本当のミスマッチ

 非正規雇用からの失業者に対する
 ミスマッチ対策について、昨日の答えに
 違和感をおぼえる人もいるかもしれない。
 おそらく通常のコメントは次のような
 感じではないか。
 
 「これからは介護などの人手不足分野
 への移動を促進することが必要です。
 そのためスキルのミスマッチの解消が
 重要であり、能力開発に、政府も積極的に
 取り組むべきです。」
 概ねそのようなコメントに反対はない。
 政府も実際には緊急の能力開発に向けた
 助成措置の拡充に走り始めているようだ。
 介護や医療など人手不足の生活密着分野
 への移動が、今回を契機に促進されれば
 それに越したことはないと思う。
 今朝のヤフーニュースにあった、雇用対策として
 振り込め詐欺の注意をする超えかけ人員確保
 というのは、ちょっとびっくりしたが。
 ただスキルのミスマッチが深刻であることは
 いうまでもないが、統計からはスキルのミスマッチや
 年齢によるミスマッチ以上に深刻なものがある。
 これも以前『ジョブ・クリエイション』で指摘したことでも 
 あるのだけれど、それは「希望のミスマッチ」である。
 『労働力調査詳細結果』をみても、数こそピークより減少
 傾向にあるものの、以前として仕事につけない理由として
 最大は「希望する仕事の種類・内容がない」である。

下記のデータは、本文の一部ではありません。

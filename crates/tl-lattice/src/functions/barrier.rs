//! Knock-out barrier payoff.

use tl_core::{Real, Size};

use super::{OptionFunction1D, VanillaFunction};
use crate::lattice::{AssetLadder, StepParameters};
use crate::option::Barrier;

/// A vanilla payoff voided at every node on or through the barrier.
#[derive(Debug, Clone, Copy, PartialEq)]
pub struct BarrierFunction {
    vanilla: VanillaFunction,
    barrier: Barrier,
}

impl BarrierFunction {
    /// Layer `barrier` on `vanilla`.
    pub fn new(vanilla: VanillaFunction, barrier: Barrier) -> Self {
        Self { vanilla, barrier }
    }
}

impl OptionFunction1D for BarrierFunction {
    fn terminal_payoff(&self, ladder: &AssetLadder, steps: Size) -> Vec<Real> {
        ladder
            .prices(steps)
            .map(|s| {
                if self.barrier.is_crossed(s) {
                    0.0
                } else {
                    self.vanilla.payoff(s)
                }
            })
            .collect()
    }

    fn next_step_values(
        &self,
        step: &StepParameters,
        values: &[Real],
        ladder: &AssetLadder,
        depth: Size,
    ) -> Vec<Real> {
        ladder
            .prices(depth)
            .zip(values.windows(2))
            .map(|(s, pair)| {
                if self.barrier.is_crossed(s) {
                    0.0
                } else {
                    self.vanilla.node_value(step, pair[0], pair[1], s)
                }
            })
            .collect()
    }
}
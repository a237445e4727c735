//! # Source Position
//!
//! Location of a raw node in the source program. Only the start line is read
//! by the transformer (for diagnostics); the rest is carried for consumers
//! that map back to source.

use serde::{Deserialize, Serialize};
use std::fmt;

/// Line and byte-offset range of a raw node, as reported by the parser.
///
/// Lines follow the parser's own numbering and are never adjusted.
///
/// # Example
///
/// ```rust
/// use ruby_cst::SourcePosition;
///
/// let pos = SourcePosition::line(3);
/// assert_eq!(pos.start_line, 3);
/// assert_eq!(pos.to_string(), "line 3");
/// ```
#[derive(Debug, Clone, Copy, PartialEq, Eq, Default, Serialize, Deserialize)]
pub struct SourcePosition {
    #[serde(default)]
    pub start_line: usize,
    #[serde(default)]
    pub end_line: usize,
    #[serde(default)]
    pub start_offset: usize,
    #[serde(default)]
    pub end_offset: usize,
}

impl SourcePosition {
    /// Creates a position spanning a single line with no offsets.
    #[inline]
    pub fn line(line: usize) -> Self {
        Self {
            start_line: line,
            end_line: line,
            ..Self::default()
        }
    }
}

impl fmt::Display for SourcePosition {
    fn fmt(&self, f: &mut fmt::Formatter<'_>) -> fmt::Result {
        if self.end_line > self.start_line {
            write!(f, "lines {}-{}", self.start_line, self.end_line)
        } else {
            write!(f, "line {}", self.start_line)
        }
    }
}

#[cfg(test)]
mod tests {
    use super::*;

    #[test]
    fn test_default_is_line_zero() {
        let pos = SourcePosition::default();
        assert_eq!(pos.start_line, 0);
        assert_eq!(pos.start_offset, 0);
    }

    #[test]
    fn test_display_range() {
        let pos = SourcePosition {
            start_line: 2,
            end_line: 5,
            ..SourcePosition::default()
        };
        assert_eq!(pos.to_string(), "lines 2-5");
    }
}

http://www.stat.go.jp/data/roudou/sokuhou/nen/dt/zuhyou/901700.xls
 やや手前味噌に聞こえるかもしれず恐縮なのだが、
 希望の問題と雇用問題は、密接に結びついている。
 希望する仕事がないとはどういうことなのか、
 どうすれば希望がみつかるのか、すぐにみつからないとき
 どうすればよいのかなどが、わからなければ、
 本当のミスマッチは、解消されない。私はそう思う。
 介護分野への移動促進についても、ただ就けばよいという
 わけでは無論ない。本当の意味で、納得し、そこに希望を
 もてるようなならなければ、いったん就業しても定着は困難
 だろうし、第一、仕事に誇りも感じられないのではないか。
 希望は、支えとなる人間があって育まれることも多い。
 それが希望学の一つのメッセージでもある。
 そう考えて、昨日のような、とにかく孤独にしない個別支援 
 という、ミスマッチ対策を思いついた次第である。